In VA, you can buy cigarettes cheaper than what vendors in Boston and NY pay for bulk.


----------



## Dameon (Aug 17, 2008)

Indian reservations are always a good place to get tax-free cigarettes.

And awesome fireworks.


----------



## Mouse (Aug 18, 2008)

I didn't know about the reservation thing. exreamly cheap smokes. wow, the goverment just wont stop with trying to kill those people off, will they?


----------



## ben-david (Sep 4, 2008)

packs are all about $10 each in NY, virtually anywhere in the US you can get them cheaper and I'm sure you could sell them real fast at $5 each on the street.


----------



## freepizzaforlife (Dec 26, 2008)

in iowa, you can get two packs of pall malls for about 5 bucks. I just roll them. its cheaper and the papers don't have that shit that makes them burn longer. etc etc. a pouch of bugler or top here is 2 bucks flat. at the local tobacco outlet.


----------



## EliV (Dec 27, 2008)

Is it sad that I would kill for a $25 carton?
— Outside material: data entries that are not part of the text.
mod cells_reader;

use std::collections::BTreeMap;
use std::io::{BufReader, Read, Seek, SeekFrom};

use log::{debug, warn};
use quick_xml::{
    events::{
        attributes::Attribute,
        BytesRef, Event,
    },
    name::QName,
    Reader as XmlReader,
};
use zip::read::{ZipArchive, ZipFile};
use zip::result::ZipError;

use crate::cfb::Cfb;
use crate::formats::{detect_custom_number_format, resolve_format, CellFormat};
use crate::locator::{Sheet, SheetDirectory, SheetEntry, SheetType, SheetVisible};
use crate::{ParseOptions, WorksheetTable};
pub use cells_reader::XlsxCellReader;

pub(crate) type XlReader<'a, RS> = XmlReader<BufReader<ZipFile<'a, RS>>>;

/// An enum for Xlsx specific errors
#[derive(Debug)]
pub enum XlsxError {
    /// Io error
    Io(std::io::Error),
    /// Zip error
    Zip(zip::result::ZipError),
    /// Xml error
    Xml(quick_xml::Error),
    /// Xml attribute error
    XmlAttr(quick_xml::events::attributes::AttrError),
    /// XML Encoding error
    Encoding(quick_xml::encoding::EncodingError),
    /// XML entity error
    Escape(quick_xml::escape::EscapeError),
    /// Unexpected end of xml
    XmlEof(&'static str),
    /// Unexpected node
    UnexpectedNode(&'static str),
    /// File not found
    FileNotFound(String),
    /// Relationship not found
    RelationshipNotFound(String),
    /// Expecting alphanumeric character
    Alphanumeric(u8),
    /// Cell 't' attribute error
    CellTAttribute(String),
    /// There is no column component in the range string
    RangeWithoutColumnComponent,
    /// There is no row component in the range string
    RangeWithoutRowComponent,
    /// Unrecognized data
    Unrecognized {
        /// data type
        typ: &'static str,
        /// value found
        val: String,
    },
    /// Cell error
    CellError(String),
    /// Shared string index out of the table
    SstIndex {
        /// index found in the cell
        index: String,
        /// number of shared strings
        len: usize,
    },
    /// Workbook is password protected
    Password,
}

from_err!(std::io::Error, XlsxError, Io);
from_err!(zip::result::ZipError, XlsxError, Zip);
from_err!(quick_xml::Error, XlsxError, Xml);
from_err!(quick_xml::encoding::EncodingError, XlsxError, Encoding);
from_err!(quick_xml::escape::EscapeError, XlsxError, Escape);
from_err!(quick_xml::events::attributes::AttrError, XlsxError, XmlAttr);

impl std::fmt::Display for XlsxError {
    fn fmt(&self, f: &mut std::fmt::Formatter<'_>) -> std::fmt::Result {
        match self {
            XlsxError::Io(e) => write!(f, "I/O error: {e}"),
            XlsxError::Zip(e) => write!(f, "Zip error: {e}"),
            XlsxError::Xml(e) => write!(f, "Xml error: {e}"),
            XlsxError::XmlAttr(e) => write!(f, "Xml attribute error: {e}"),
            XlsxError::Encoding(e) => write!(f, "XML encoding error: {e}"),
            XlsxError::Escape(e) => write!(f, "XML entity error: {e}"),
            XlsxError::XmlEof(e) => write!(f, "Unexpected end of xml, expecting '</{e}>'"),
            XlsxError::UnexpectedNode(e) => write!(f, "Expecting '{e}' node"),
            XlsxError::FileNotFound(e) => write!(f, "File not found '{e}'"),
            XlsxError::RelationshipNotFound(id) => write!(f, "Relationship '{id}' not found"),
            XlsxError::Alphanumeric(e) => {
                write!(f, "Expecting alphanumeric character, got {e:X}")
            }
            XlsxError::CellTAttribute(e) => write!(f, "Unknown cell 't' attribute: {e:?}"),
            XlsxError::RangeWithoutColumnComponent => {
                write!(f, "Range is missing the expected column component.")
            }
            XlsxError::RangeWithoutRowComponent => {
                write!(f, "Range is missing the expected row component.")
            }
            XlsxError::Unrecognized { typ, val } => write!(f, "Unrecognized {typ}: {val}"),
            XlsxError::CellError(e) => write!(f, "Unsupported cell error value '{e}'"),
            XlsxError::SstIndex { index, len } => write!(
                f,
                "Shared string index '{index}' out of range ({len} strings)"
            ),
            XlsxError::Password => write!(f, "Workbook is password protected"),
        }
    }
}

impl std::error::Error for XlsxError {
    fn source(&self) -> Option<&(dyn std::error::Error + 'static)> {
        match self {
            XlsxError::Io(e) => Some(e),
            XlsxError::Zip(e) => Some(e),
            XlsxError::Xml(e) => Some(e),
            XlsxError::XmlAttr(e) => Some(e),
            XlsxError::Encoding(e) => Some(e),
            XlsxError::Escape(e) => Some(e),
            _ => None,
        }
    }
}

/// A struct representing xml zipped excel file
/// Xlsx, Xlsm
pub struct Xlsx<RS> {
    zip: ZipArchive<RS>,
    /// Shared strings
    strings: Vec<String>,
    /// Sheets and their part paths
    directory: SheetDirectory<String>,
    /// Number format category of every cell xf
    formats: Vec<CellFormat>,
    /// 1904 datetime system
    is_1904: bool,
}
// SPDX-License-Identifier: MIT
//
// Copyright 2016-2025, Johann Tuffe.

use std::borrow::Cow;
use std::io::{Read, Seek};

use quick_xml::{
    events::{BytesStart, Event},
    name::QName,
};

use super::{parse_reference, read_string, unescape_entity_to_buffer, XlReader};
use crate::{
    datatype::{CellErrorType, CellValue, ExcelDateTime},
    formats::{format_excel_f64, CellFormat},
    Cell, XlsxError,
};

/// An xlsx Cell Iterator
pub struct XlsxCellReader<'a, RS>
where
    RS: Read + Seek,
{
    xml: XlReader<'a, RS>,
    strings: &'a [String],
    formats: &'a [CellFormat],
    is_1904: bool,
    row_index: u32,
    col_index: u32,
    buf: Vec<u8>,
    cell_buf: Vec<u8>,
    value: String,
}

impl<'a, RS> XlsxCellReader<'a, RS>
where
    RS: Read + Seek,
{
    /// Positions the reader on `sheetData`
    pub fn new(
        mut xml: XlReader<'a, RS>,
        strings: &'a [String],
        formats: &'a [CellFormat],
        is_1904: bool,
    ) -> Result<Self, XlsxError> {
        let mut buf = Vec::with_capacity(1024);
        loop {
            buf.clear();
            match xml.read_event_into(&mut buf).map_err(XlsxError::Xml)? {
                Event::Start(e) if e.local_name().as_ref() == b"sheetData" => break,
                Event::Eof => return Err(XlsxError::UnexpectedNode("sheetData")),
                _ => (),
            }
        }
        Ok(Self {
            xml,
            strings,
            formats,
            is_1904,
            row_index: 0,
            col_index: 0,
            buf: Vec::with_capacity(1024),
            cell_buf: Vec::with_capacity(1024),
            value: String::with_capacity(64),
        })
    }

    /// Next `c` element of the sheet, `None` once `sheetData` is closed
    pub fn next_cell(&mut self) -> Result<Option<Cell>, XlsxError> {
        loop {
            self.buf.clear();
            match self.xml.read_event_into(&mut self.buf) {
                Ok(Event::Start(row_element)) if row_element.local_name().as_ref() == b"row" => {
                    if let Some(r) = row_element.try_get_attribute("r")? {
                        self.row_index = parse_reference(&r.value)?.0;
                    }
                }
                Ok(Event::End(row_element)) if row_element.local_name().as_ref() == b"row" => {
                    self.row_index += 1;
                    self.col_index = 0;
                }
                Ok(Event::Start(c_element)) if c_element.local_name().as_ref() == b"c" => {
                    // Extract all needed attributes in one pass
                    let mut pos_attr = None;
                    let mut style_attr = None;
                    let mut type_attr = None;
                    for a in c_element.attributes() {
                        let a = a.map_err(XlsxError::XmlAttr)?;
                        let Cow::Borrowed(val) = a.value else {
                            continue;
                        };
                        match a.key {
                            QName(b"r") => pos_attr = Some(val),
                            QName(b"s") => style_attr = Some(val),
                            QName(b"t") => type_attr = Some(val),
                            _ => {}
                        }
                    }
                    let pos = if let Some(range) = pos_attr {
                        let (row, col) = parse_reference(range)?;
                        let col = col.ok_or(XlsxError::RangeWithoutColumnComponent)?;
                        self.col_index = col;
                        (row, col)
                    } else {
                        (self.row_index, self.col_index)
                    };
                    let cell_format = self
                        .formats
                        .get(style_attr.map_or(0, |s| atoi_simd::parse::<usize>(s).unwrap_or(0)));
                    let mut value = CellValue::Empty;
                    loop {
                        self.cell_buf.clear();
                        match self.xml.read_event_into(&mut self.cell_buf) {
                            Ok(Event::Start(e)) => {
                                if let Some(v) = read_value(
                                    self.strings,
                                    cell_format,
                                    self.is_1904,
                                    &mut self.xml,
                                    &e,
                                    type_attr,
                                    &mut self.value,
                                )? {
                                    value = v;
                                }
                            }
                            Ok(Event::End(e)) if e.local_name().as_ref() == b"c" => break,
                            Ok(Event::Eof) => return Err(XlsxError::XmlEof("c")),
                            Err(e) => return Err(XlsxError::Xml(e)),
                            _ => (),
                        }
                    }
                    self.col_index += 1;
                    return Ok(Some(Cell::new(pos, value)));
                }
                Ok(Event::End(e)) if e.local_name().as_ref() == b"sheetData" => {
                    return Ok(None);
                }
                Ok(Event::Eof) => return Err(XlsxError::XmlEof("sheetData")),
                Err(e) => return Err(XlsxError::Xml(e)),
                _ => (),
            }
        }
    }
}

/// Reads one child of a `c` element
///
/// Formulas (`f`) and unknown children leave the value untouched.
fn read_value<RS>(
    strings: &[String],
    cell_format: Option<&CellFormat>,
    is_1904: bool,
    xml: &mut XlReader<'_, RS>,
    e: &BytesStart<'_>,
    type_attr: Option<&[u8]>,
    value: &mut String,
) -> Result<Option<CellValue>, XlsxError>
where
    RS: Read + Seek,
{
    let mut buf = Vec::new();
    Ok(match e.local_name().as_ref() {
        b"is" => {
            // inlineStr
            Some(read_string(xml, e.name())?.map_or(CellValue::Empty, CellValue::Text))
        }
        b"v" => {
            value.clear();
            loop {
                buf.clear();
                match xml.read_event_into(&mut buf)? {
                    Event::Text(t) => value.push_str(&t.xml10_content()?),
                    Event::GeneralRef(e) => unescape_entity_to_buffer(&e, value)?,
                    Event::End(end) if end.name() == e.name() => break,
                    Event::Eof => return Err(XlsxError::XmlEof("v")),
                    _ => (),
                }
            }
            Some(read_v(value, strings, cell_format, type_attr, is_1904)?)
        }
        _ => {
            // f, extLst
            xml.read_to_end_into(e.name(), &mut buf)?;
            None
        }
    })
}

/// Read the contents of a `<v>` cell according to the `t` attribute
fn read_v(
    v: &mut String,
    strings: &[String],
    cell_format: Option<&CellFormat>,
    type_attr: Option<&[u8]>,
    is_1904: bool,
) -> Result<CellValue, XlsxError> {
    match type_attr {
        Some(b"s") => {
            if v.is_empty() {
                return Ok(CellValue::Empty);
            }
            // Cell value is an index into the shared string table.
            atoi_simd::parse::<usize>(v.trim().as_bytes())
                .ok()
                .and_then(|idx| strings.get(idx))
                .map(|s| CellValue::Text(s.clone()))
                .ok_or_else(|| XlsxError::SstIndex {
                    index: v.clone(),
                    len: strings.len(),
                })
        }
        Some(b"b") => {
            // boolean
            Ok(CellValue::Bool(v.as_str() != "0"))
        }
        Some(b"e") => {
            // error
            v.parse::<CellErrorType>()
                .map(CellValue::from)
                .map_err(XlsxError::CellError)
        }
        Some(b"d") => {
            // ISO 8601 date, kept as text when it cannot be read
            Ok(ExcelDateTime::from_iso(v)
                .map_or_else(|| CellValue::Text(std::mem::take(v)), CellValue::DateTime))
        }
        Some(b"str") => {
            // formula string, empty when nothing was cached
            if v.is_empty() {
                Ok(CellValue::Empty)
            } else {
                Ok(CellValue::Text(std::mem::take(v)))
            }
        }
        Some(b"n") => {
            // n - number
            if v.is_empty() {
                Ok(CellValue::Empty)
            } else {
                fast_float2::parse::<f64, _>(v.as_bytes())
                    .map(|n| format_excel_f64(n, cell_format, is_1904))
                    .map_err(|_| XlsxError::Unrecognized {
                        typ: "number",
                        val: v.clone(),
                    })
            }
        }
        None => {
            // If type is not known, we try to parse as Float for utility, but fall back to
            // String if this fails.
            if v.is_empty() {
                return Ok(CellValue::Empty);
            }
            Ok(fast_float2::parse::<f64, _>(v.as_bytes())
                .map(|n| format_excel_f64(n, cell_format, is_1904))
                .unwrap_or_else(|_| CellValue::Text(std::mem::take(v))))
        }
        Some(b"inlineStr") => {
            // the value lives in `is`, a `v` here is a stale cache
            Ok(CellValue::Text(std::mem::take(v)))
        }
        Some(t) => {
            let t = String::from_utf8_lossy(t).into_owned();
            Err(XlsxError::CellTAttribute(t))
        }
    }
}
I smoke Turkish Royals most of the time and at the discount tobacco place they want $40 for a carton, so you can imagine that cigarettes make me broke-r most of the time, not to mention that I have to pay part of the rent for the house I have with my two roommates...


----------



## katiehabits (Dec 27, 2008)

if you buy smokes in the us & take them to canada they are WAY cheaper i know some folks who do that in van......


----------



## dVEC (Dec 27, 2008)

I see cats slingin' Newports and Reds on the streets in NYC all the time. They make BANK, but the cops are wise to it so you gotta be slick...


----------



## brute (Dec 31, 2008)

$25 cartons are all over so-california swap meets, brought in from mexico

rolling is far cheapr, 10-15 for a tin a drum? 
thank god for mexico


----------



## GutterMax (Jan 7, 2009)

anyone know of the rez near olympia, wa where they sell cartons for $10-15? apparently they manufactuer the smokes on the rez so they can sell em cheaper.


----------



## mkirby (Mar 18, 2009)

Want cheap cigarettes? Hit up your local gutter or ashtray.


----------



## Angela (Mar 18, 2009)

mkirby said:


> Want cheap cigarettes? Hit up your local gutter or ashtray.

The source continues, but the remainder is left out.